Pharmacological and nutritional treatment for McArdle disease (Glycogen Storage Disease type V)
Abstract
Background
McArdle disease (Glycogen Storage Disease type V) is caused by an absence of muscle phosphorylase leading to exercise intolerance, myoglobinuria rhabdomyolysis and acute renal failure.
Objectives
To review systematically the evidence from randomized controlled trials of pharmacological or nutritional treatments for improving exercise performance and quality of life in McArdle disease.
Search methods
We searched the Cochrane Neuromuscular Disease Group Specialised Register (17 May 2010), the Cochrane Central Register of Controlled Trials (Issue 2, 2010 in The Cochrane Library), MEDLINE (January 1966 to May 2010) and EMBASE (January 1980 to May 2010) using the search terms 'McArdle disease', 'Glycogen Storage Disease type V' and 'muscle phosphorylase deficiency'.
Selection criteria
We included randomized controlled trials (including cross‐over studies) and quasi‐randomised trials. Unblinded open trials and individual patient studies were included in the discussion. Interventions included any pharmacological agent or nutritional supplement. Primary outcome measures included any objective assessment of exercise endurance (for example aerobic capacity (VO2) max, walking speed, muscle force or power and fatigability). Secondary outcome measures included metabolic changes (such as reduced plasma creatine kinase and a reduction in the frequency of myoglobinuria), subjective measures (including quality of life scores and indices of disability) and serious adverse events.

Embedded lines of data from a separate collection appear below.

impl ClientInner {
    /// Returns the in-flight attempt, starting one if needed.
    fn connect_shared(self: &Arc<Self>) -> ConnectFuture {
        let (stale, attempt) = {
            let mut lc = self.lifecycle.lock();
            if lc.state.is_open() {
                return futures::future::ready(Ok::<(), AppError>(())).boxed().shared();
            }
            if let Some(pending) = &lc.pending {
                return pending.clone();
            }

            // Credential check happens before any transport work.
            let token = match self.tokens.access_token() {
                Some(token) if !token.is_empty() => token,
                _ => {
                    drop(lc);
                    let err = AppError::authentication(
                        "no access token available for realtime connection",
                    );
                    warn!(error = %err, "realtime connect refused");
                    self.listeners.notify_error(&err);
                    return futures::future::ready(Err(err)).boxed().shared();
                }
            };

            lc.intentional_close = false;
            lc.state = ConnectionState::Connecting;
            // Supersede any previous transport before opening a new one.
            lc.epoch += 1;
            lc.outbound = None;
            let stale = lc.shutdown.take();

            let task = tokio::spawn(Self::establish(Arc::clone(self), token, lc.epoch));
            let attempt: ConnectFuture = async move {
                match task.await {
                    Ok(result) => result,
                    Err(e) => Err(AppError::internal(format!("connection task failed: {e}"))),
                }
            }
            .boxed()
            .shared();
            lc.pending = Some(attempt.clone());

            (stale, attempt)
        };

        if let Some(shutdown) = stale {
            let _ = shutdown.send(close_code::NORMAL);
        }

        attempt
    }

    /// Runs one connection attempt: build the URL, open the transport
    /// within the configured timeout, and hand the socket to a driver
    /// task.
    async fn establish(inner: Arc<Self>, token: String, my_epoch: u64) -> AppResult<()> {
        let url = endpoint::connection_url(&inner.endpoint, &token);
        debug!(endpoint = %inner.endpoint, "opening realtime transport");

        let timeout = Duration::from_secs(inner.config.connect_timeout_seconds);
        let mut transport = match time::timeout(timeout, inner.connector.open(&url)).await {
            Ok(Ok(transport)) => transport,
            Ok(Err(err)) => {
                inner.fail_attempt(my_epoch, &err);
                return Err(err);
            }
            Err(_) => {
                let err = AppError::timeout(format!(
                    "realtime connection not established within {}s",
                    inner.config.connect_timeout_seconds
                ));
                inner.fail_attempt(my_epoch, &err);
                return Err(err);
            }
        };

        let (outbound_tx, outbound_rx) = mpsc::unbounded_channel();
        let (shutdown_tx, shutdown_rx) = oneshot::channel();
        let registered = {
            let mut lc = inner.lifecycle.lock();
            if lc.intentional_close || lc.epoch != my_epoch {
                false
            } else {
                lc.state = ConnectionState::Open;
                lc.reconnect_attempts = 0;
                lc.pending = None;
                lc.outbound = Some(outbound_tx);
                lc.shutdown = Some(shutdown_tx);
                true
            }
        };

        if !registered {
            // A disconnect or newer attempt raced the handshake.
            let _ = transport.close(close_code::NORMAL).await;
            return Err(AppError::connection("connection attempt superseded"));
        }

        tokio::spawn(Self::drive(
            Arc::clone(&inner),
            transport,
            outbound_rx,
            shutdown_rx,
            my_epoch,
        ));

        info!(endpoint = %inner.endpoint, "realtime connection open");
        inner.listeners.notify_status(true);
        Ok(())
    }

    /// Records a failed attempt and feeds the reconnection path.
    fn fail_attempt(self: &Arc<Self>, my_epoch: u64, err: &AppError) {
        {
            let mut lc = self.lifecycle.lock();
            if lc.epoch != my_epoch {
                return;
            }
            lc.pending = None;
            lc.state = ConnectionState::Closed;
        }
        warn!(error = %err, "realtime connection attempt failed");
        self.listeners.notify_error(err);
        self.schedule_reconnect();
    }

    /// Socket owner: pumps outbound messages, inbound frames, and the
    /// keep-alive timer until the connection ends.
    async fn drive(
        inner: Arc<Self>,
        mut transport: Box<dyn Transport>,
        mut outbound_rx: mpsc::UnboundedReceiver<String>,
        mut shutdown_rx: oneshot::Receiver<u16>,
        epoch: u64,
    ) {
        let period = Duration::from_secs(inner.config.keepalive_interval_seconds);
        let mut keepalive = time::interval_at(time::Instant::now() + period, period);
        keepalive.set_missed_tick_behavior(time::MissedTickBehavior::Skip);

        let close_reason = loop {
            tokio::select! {
                requested = &mut shutdown_rx => {
                    let code = requested.unwrap_or(close_code::NORMAL);
                    let _ = transport.close(code).await;
                    debug!("realtime transport closed on request");
                    return;
                }

                Some(text) = outbound_rx.recv() => {
                    if let Err(err) = transport.send(text).await {
                        // Send failures are warnings; the close event is
                        // authoritative for the connection's fate.
                        warn!(error = %err, "failed to send realtime message");
                        inner.listeners.notify_error(&err);
                    }
                }

                incoming = transport.recv() => {
                    match incoming {
                        Incoming::Frame(raw) => {
                            if inner.handle_frame(&raw) == FrameDisposition::AuthFailure {
                                // Retrying with the same credential would
                                // fail identically; tear down for good.
                                inner.disconnect();
                                let _ = transport.close(close_code::NORMAL).await;
                                return;
                            }
                        }
                        Incoming::Closed(reason) => {
                            let mut lc = inner.lifecycle.lock();
                            if lc.epoch == epoch && lc.state.is_open() {
                                lc.state = ConnectionState::Closing;
                            }
                            drop(lc);
                            break reason;
                        }
                    }
                }

                _ = keepalive.tick() => {
                    match serde_json::to_string(&ClientMessage::Ping) {
                        Ok(ping) => {
                            if let Err(err) = transport.send(ping).await {
                                warn!(error = %err, "failed to send keepalive ping");
                            } else {
                                debug!("keepalive ping sent");
                            }
                        }
                        Err(err) => warn!(error = %err, "failed to serialize keepalive ping"),
                    }
                }
            }
        };

        inner.on_closed(epoch, close_reason);
    }

    /// Parses and dispatches one inbound frame.
    fn handle_frame(&self, raw: &str) -> FrameDisposition {
        let message = match ServerMessage::parse(raw) {
            Ok(message) => message,
            Err(err) => {
                // Malformed frames are dropped without disturbing the
                // connection.
                warn!(error = %err, "dropping unparseable realtime frame");
                self.listeners.notify_error(&err);
                return FrameDisposition::Handled;
            }
        };

        if message.is_auth_failure() {
            let reason = message
                .message
                .clone()
                .unwrap_or_else(|| "authentication rejected by server".to_string());
            warn!(reason = %reason, "server rejected realtime credentials");
            self.listeners.notify_auth_error(&reason);
            return FrameDisposition::AuthFailure;
        }

        debug!(kind = %message.kind, "realtime message received");
        self.listeners.notify_message(&message);
        FrameDisposition::Handled
    }

    /// Handles the end of an unexpectedly closed connection.
    fn on_closed(self: &Arc<Self>, epoch: u64, reason: Option<CloseReason>) {
        let intentional = {
            let mut lc = self.lifecycle.lock();
            if lc.epoch != epoch {
                // A superseded transport's close must not affect its
                // replacement.
                return;
            }
            lc.state = ConnectionState::Closed;
            lc.outbound = None;
            lc.shutdown = None;
            lc.pending = None;
            lc.intentional_close
        };

        match &reason {
            Some(r) => info!(code = r.code, reason = %r.reason, "realtime connection closed"),
            None => info!("realtime connection dropped without close frame"),
        }
        self.listeners.notify_status(false);

        if intentional {
            return;
        }

        match classify_close(&reason) {
            CloseClass::AuthFailure => {
                let why = reason
                    .as_ref()
                    .filter(|r| !r.reason.is_empty())
                    .map(|r| r.reason.clone())
                    .unwrap_or_else(|| "authentication rejected by server".to_string());
                warn!(reason = %why, "realtime connection closed for authentication failure");
                self.listeners.notify_auth_error(&why);
            }
            CloseClass::Abnormal => {
                self.listeners.notify_error(&AppError::connection(
                    "realtime connection lost before a close frame was received",
                ));
                self.schedule_reconnect();
            }
            CloseClass::Other => {
                self.schedule_reconnect();
            }
        }
    }

    /// Schedules the next reconnection attempt, or reports a terminal
    /// error once the attempt budget is spent.
    fn schedule_reconnect(self: &Arc<Self>) {
        let attempt = {
            let mut lc = self.lifecycle.lock();
            if lc.intentional_close {
                return;
            }
            if self.policy.exhausted(lc.reconnect_attempts) {
                drop(lc);
                error!(
                    attempts = self.policy.max_attempts,
                    "reconnect attempts exhausted, giving up"
                );
                self.listeners.notify_error(&AppError::connection(format!(
                    "reconnect attempts exhausted after {} tries",
                    self.policy.max_attempts
                )));
                return;
            }
            lc.reconnect_attempts += 1;
            lc.reconnect_attempts
        };

        let delay = self.policy.delay_for(attempt);
        info!(
            attempt,
            max_attempts = self.policy.max_attempts,
            delay_ms = delay.as_millis() as u64,
            "scheduling realtime reconnect"
        );

        let inner = Arc::clone(self);
        tokio::spawn(async move {
            time::sleep(delay).await;
            if inner.lifecycle.lock().intentional_close {
                debug!("reconnect cancelled, connection was closed intentionally");
                return;
            }
            // A failed retry is already surfaced through the error
            // listeners; the rejection itself is swallowed here.
            let _ = Self::connect_shared(&inner).await;
        });
    }

    fn disconnect(&self) {
        let shutdown = {
            let mut lc = self.lifecycle.lock();
            lc.intentional_close = true;
            lc.pending = None;
            lc.outbound = None;
            if lc.state != ConnectionState::NotInitialized {
                lc.state = ConnectionState::Closed;
            }
            lc.shutdown.take()
        };

        if let Some(shutdown) = shutdown {
            let _ = shutdown.send(close_code::NORMAL);
        }

        info!("realtime connection closed by caller");
        self.listeners.notify_status(false);
    }

    fn send_serialized<T: Serialize>(&self, message: &T) {
        let text = match serde_json::to_string(message) {
            Ok(text) => text,
            Err(err) => {
                warn!(error = %err, "failed to serialize outbound realtime message");
                return;
            }
        };

        let lc = self.lifecycle.lock();
        match (lc.state, lc.outbound.as_ref()) {
            (ConnectionState::Open, Some(outbound)) => {
                if outbound.send(text).is_err() {
                    warn!("realtime send queue closed, message dropped");
                }
            }
            (state, _) => {
                warn!(state = %state, "realtime connection not open, message dropped");
            }
        }
    }
}
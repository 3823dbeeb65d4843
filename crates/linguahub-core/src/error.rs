//! Unified application error types for LinguaHub clients.
//!
//! All crates map their internal errors into [`AppError`] for consistent
//! propagation through the ? operator.

use std::fmt;
use thiserror::Error;

/// Top-level error kind categorization used across the client stack.
#[derive(Debug, Clone, Copy, PartialEq, Eq, Hash, serde::Serialize, serde::Deserialize)]
pub enum ErrorKind {
    /// Authentication failed (missing credential, expired token, etc.).
    Authentication,
    /// A configuration error occurred.
    Configuration,
    /// A connection-level transport error occurred.
    Connection,
    /// An operation did not complete within its deadline.
    Timeout,
    /// A serialization/deserialization error occurred.
    Serialization,
    /// An internal error occurred.
    Internal,
}

impl fmt::Display for ErrorKind {
    fn fmt(&self, f: &mut fmt::Formatter<'_>) -> fmt::Result {
        match self {
            Self::Authentication => write!(f, "AUTHENTICATION"),
            Self::Configuration => write!(f, "CONFIGURATION"),
            Self::Connection => write!(f, "CONNECTION"),
            Self::Timeout => write!(f, "TIMEOUT"),
            Self::Serialization => write!(f, "SERIALIZATION"),
            Self::Internal => write!(f, "INTERNAL"),
        }
    }
}

/// The unified application error used throughout the LinguaHub client.
///
/// Crate-specific failures are mapped into `AppError` using `From` impls
/// or explicit `.map_err()` calls. This provides a single error type for
/// the whole application boundary.
#[derive(Debug, Error)]
#[error("{kind}: {message}")]
pub struct AppError {
    /// The category of error.
    pub kind: ErrorKind,
    /// A human-readable error message.
    pub message: String,
    /// Optional underlying cause.
    #[source]
    pub source: Option<Box<dyn std::error::Error + Send + Sync>>,
}

impl AppError {
    /// Create a new application error.
    pub fn new(kind: ErrorKind, message: impl Into<String>) -> Self {
        Self {
            kind,
            message: message.into(),
            source: None,
        }
    }

    /// Create a new application error with an underlying cause.
    pub fn with_source(
        kind: ErrorKind,
        message: impl Into<String>,
        source: impl std::error::Error + Send + Sync + 'static,
    ) -> Self {
        Self {
            kind,
            message: message.into(),
            source: Some(Box::new(source)),
        }
    }

    /// Create an authentication error.
    pub fn authentication(message: impl Into<String>) -> Self {
        Self::new(ErrorKind::Authentication, message)
    }

    /// Create a configuration error.
    pub fn configuration(message: impl Into<String>) -> Self {
        Self::new(ErrorKind::Configuration, message)
    }

    /// Create a connection error.
    pub fn connection(message: impl Into<String>) -> Self {
        Self::new(ErrorKind::Connection, message)
    }

    /// Create a timeout error.
    pub fn timeout(message: impl Into<String>) -> Self {
        Self::new(ErrorKind::Timeout, message)
    }

    /// Create a serialization error.
    pub fn serialization(message: impl Into<String>) -> Self {
        Self::new(ErrorKind::Serialization, message)
    }

    /// Create an internal error.
    pub fn internal(message: impl Into<String>) -> Self {
        Self::new(ErrorKind::Internal, message)
    }
}

impl Clone for AppError {
    fn clone(&self) -> Self {
        Self {
            kind: self.kind,
            message: self.message.clone(),
            source: None,
        }
    }
}

impl From<serde_json::Error> for AppError {
    fn from(err: serde_json::Error) -> Self {
        Self::with_source(
            ErrorKind::Serialization,
            format!("JSON serialization error: {err}"),
            err,
        )
    }
}

impl From<std::io::Error> for AppError {
    fn from(err: std::io::Error) -> Self {
        Self::with_source(ErrorKind::Internal, format!("I/O error: {err}"), err)
    }
}

impl From<config::ConfigError> for AppError {
    fn from(err: config::ConfigError) -> Self {
        Self::with_source(
            ErrorKind::Configuration,
            format!("Configuration error: {err}"),
            err,
        )
    }
}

Data collection and analysis
Three review authors checked the titles and abstracts identified by the search and reviewed the manuscripts. In the first review two authors (RQ and RB) independently assessed methodological quality of relevant studies and extracted data onto a specially designed form. In this update methodological quality of data was assessed by RQ and AM with comments from BS.
Main results
We identified 31 studies,13 fulfilled the criteria for inclusion. Excluded trials are included in the Discussion. The largest treatment trial included 19 subjects. There was no benefit with: D‐ribose, glucagon, verapamil, vitamin B6, branched chain amino acids, dantrolene sodium, and high dose creatine. Minimal benefit was found with low dose creatine and ramipril only for patients with a polymorphism known as the D/D angiotensin converting enzyme (ACE) phenotype. A carbohydrate‐rich diet resulted in better exercise performance compared with a protein‐rich diet. Two studies of oral sucrose given at different times and in different amounts before exercise showed an improvement in exercise performance.
Authors' conclusions
Although there was low quality evidence of improvement in some parameters with creatine, oral sucrose, ramipril and a carbohydrate rich diet, none was sufficiently strong to indicate significant clinical benefit.
PICOs
Plain language summary
Pharmacological and nutritional treatment for McArdle disease
McArdle Disease (also known as glycogen storage disease type V) is a disorder affecting muscle metabolism and is caused by the absence of an enzyme called muscle phosphorylase. This causes an inability to break down glycogen 'fuel' stores. The condition leads to pain and fatigue with strenuous exercise. Sometimes severe muscle damage may develop and occasionally this results in acute reversible kidney failure. No benefit was found with the following treatments: D‐ribose, glucagon, verapamil, vitamin B6, oral branched chain amino acids, dantrolene sodium, high dose creatine and ramipril. Minimal benefit was found with low dose creatine and ramipril for patients who also have the D/D angiotensin converting enzyme (ACE) phenotype.Taking low dose creatine supplements has a minor benefit in improving exercise tolerance in a small number of people with the condition. Taking a sugary drink before planned strenuous exercise can improve performance but this treatment is not practical for day‐to‐day living. A diet rich in carbohydrate may be superior to a diet rich in protein but this evidence is based upon only a small number of participants.